The Wisdom of Sleep
Journalists must be tired, because there seem to be a million stories about sleep deficits and napping and optimal sleep patterns, lately. One primary focus is on teens and sleep.
You’ve probably heard it before: Teens don’t get enough sleep. The reported collection of reasons include a) hormones keep teens from feeling sleepy until later in the evening; (combined with) b) early school start times; c) overcrowded schedules; d) constant stimulus from electronics and new media; and even e) lack of exposure to sunlight in the morning.

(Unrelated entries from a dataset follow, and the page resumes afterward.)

//! Config entry lifecycle
//!
//! `setup` wires one entry together: coordinator, bootstrap reads, the eager
//! first refresh, entities, host devices, the refresh scheduler and
//! discovery. `unload` takes it apart again in reverse.

use ehs_coordinator::{PollingCoordinator, RefreshScheduler};
use ehs_entities::{setup_entities, DeviceInfo, EntitySet, StateListener, INDOOR_CONFIGURATION};
use nasa_client::{CallbackId, DeviceAddress, NasaTransport};
use parking_lot::{Mutex, RwLock};
use std::sync::Arc;
use tokio::sync::mpsc;
use tracing::{info, warn};

use crate::config::EntryConfig;
use crate::discovery::{DiscoveryHandler, EventReceiver, IntegrationEvent};
use crate::error::{EhsError, Result};
use crate::services::EhsServices;

/// One loaded config entry
pub struct SamsungEhsIntegration {
    entry_id: String,
    entry: Arc<RwLock<EntryConfig>>,
    transport: Arc<dyn NasaTransport>,
    coordinator: Arc<PollingCoordinator>,
    entities: EntitySet,
    scheduler: RefreshScheduler,
    services: Arc<EhsServices>,
    discovery: CallbackId,
    events: Mutex<Option<EventReceiver>>,
}

impl SamsungEhsIntegration {
    /// Set up an entry
    ///
    /// Fails with [`EhsError::NotReady`] when the first refresh fails; nothing
    /// is left registered in that case.
    pub async fn setup(
        entry: EntryConfig,
        transport: Arc<dyn NasaTransport>,
        services: Arc<EhsServices>,
    ) -> Result<Self> {
        entry.validate()?;
        let entry_id = entry.entry_id.clone();
        let addresses = entry.addresses();
        info!(
            "Setting up entry {} for {}:{} with {} devices",
            entry_id,
            entry.host,
            entry.port,
            addresses.len()
        );

        let coordinator = Arc::new(PollingCoordinator::new(
            Arc::clone(&transport),
            entry.coordinator_config(),
        )?);

        for address in addresses.iter().filter(|address| address.is_indoor()) {
            for message in INDOOR_CONFIGURATION {
                coordinator.register_polled_attribute(address, *message, true);
            }
        }
        for address in &addresses {
            transport.devices().ensure_device(address);
        }

        coordinator
            .refresh()
            .await
            .map_err(|e| EhsError::NotReady(e.to_string()))?;

        let (events_tx, events_rx) = mpsc::unbounded_channel();

        let entities = setup_entities(&coordinator, &entry_id, &addresses);
        let state_tx = events_tx.clone();
        let listener: StateListener = Arc::new(move |unique_id: &str| {
            let _ = state_tx.send(IntegrationEvent::StateChanged {
                unique_id: unique_id.to_string(),
            });
        });
        entities.attach_all(listener);

        register_host_devices(&services, &entry, &addresses);
        services.register_entry(&entry_id, Arc::clone(&coordinator));

        let scheduler = RefreshScheduler::start(Arc::clone(&coordinator));

        let entry = Arc::new(RwLock::new(entry));
        let handler = Arc::new(DiscoveryHandler::new(Arc::clone(&entry), events_tx));
        let discovery = transport.devices().on_device_discovered(handler.callback());

        info!("Entry {} set up with {} entities", entry_id, entities.len());
        Ok(Self {
            entry_id,
            entry,
            transport,
            coordinator,
            entities,
            scheduler,
            services,
            discovery,
            events: Mutex::new(Some(events_rx)),
        })
    }

    pub fn entry_id(&self) -> &str {
        &self.entry_id
    }

    /// Current entry, including devices added by discovery
    pub fn entry(&self) -> EntryConfig {
        self.entry.read().clone()
    }

    pub fn coordinator(&self) -> &Arc<PollingCoordinator> {
        &self.coordinator
    }

    pub fn entities(&self) -> &EntitySet {
        &self.entities
    }

    pub fn scheduler(&self) -> &RefreshScheduler {
        &self.scheduler
    }

    pub fn transport(&self) -> &Arc<dyn NasaTransport> {
        &self.transport
    }

    pub fn services(&self) -> &Arc<EhsServices> {
        &self.services
    }

    pub fn is_connected(&self) -> bool {
        self.transport.is_connected()
    }

    /// Event stream for this entry; only the first call gets it
    pub fn take_events(&self) -> Option<EventReceiver> {
        self.events.lock().take()
    }

    /// Restart the transport after the gateway dropped the connection
    pub async fn handle_disconnection(&self) -> Result<()> {
        warn!("Entry {} lost its connection, restarting transport", self.entry_id);
        self.transport.disconnect().await?;
        self.transport.connect().await?;
        Ok(())
    }

    pub async fn unload(self) -> Result<()> {
        info!("Unloading entry {}", self.entry_id);
        self.scheduler.shutdown().await?;
        self.entities.detach_all();
        self.transport.devices().remove_discovery_callback(self.discovery);
        self.services.unregister_entry(&self.entry_id);
        self.transport.disconnect().await?;
        Ok(())
    }

    /// Unload, then set up again from the current entry
    pub async fn reload(self) -> Result<Self> {
        let entry = self.entry();
        let transport = Arc::clone(&self.transport);
        let services = Arc::clone(&self.services);

        self.unload().await?;
        Self::setup(entry, transport, services).await
    }
}

impl std::fmt::Debug for SamsungEhsIntegration {
    fn fmt(&self, f: &mut std::fmt::Formatter<'_>) -> std::fmt::Result {
        f.debug_struct("SamsungEhsIntegration")
            .field("entry_id", &self.entry_id)
            .field("coordinator", &self.coordinator)
            .field("entities", &self.entities.len())
            .field("scheduler", &self.scheduler)
            .finish()
    }
}

/// One host device per configured address, named from the entry when it
/// carries a name
fn register_host_devices(services: &EhsServices, entry: &EntryConfig, addresses: &[DeviceAddress]) {
    let registry = services.host_registry();
    for address in addresses {
        let mut info = DeviceInfo::new(&entry.entry_id, address);
        if let Some(name) = entry.device_name(address) {
            info.name = name.to_string();
        }
        registry.get_or_create(&entry.entry_id, &info);
    }
}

Our conventional wisdom says, “They’re young; they can take it.” But newish studies suggest that lack of sleep in teens can lead to moodiness, depression, underperforming in academics and athletics, and even more dire health concerns. Here’s a collection of articles on the subject:
Obviously, enforcing healthy sleep patterns with teens can be an uphill battle. As with all areas of life, they will notice whether we practice what we preach about sleep—as well as our attitudes about bed times and waking times.
Many of us carry around the cultural notion that to skip sleep for the sake of work or other important efforts is a sign of character. To sacrifice sleep for the sake of healthy ambition should be encouraged. It’s tough-minded and wise.
I held that position for much of my life, but a chapter in C.J. Mahaney’s little book Humility recently helped me to rethink it. He suggested that to dismiss my need for sleep is prideful, a desire to be like God, who never needs sleep. (See Psalm 121:4.) To deny that I need the 6 to 8 hours a night required by the rest of humanity is to deny that I am a limited human being who needs this particular gift from God.
Instead of resisting or resenting sleep—and then living in the added stress and joylessness that come from being sleep deprived—we and our kids need wisdom to see sleep as God’s way of providing for our minds, bodies, and souls.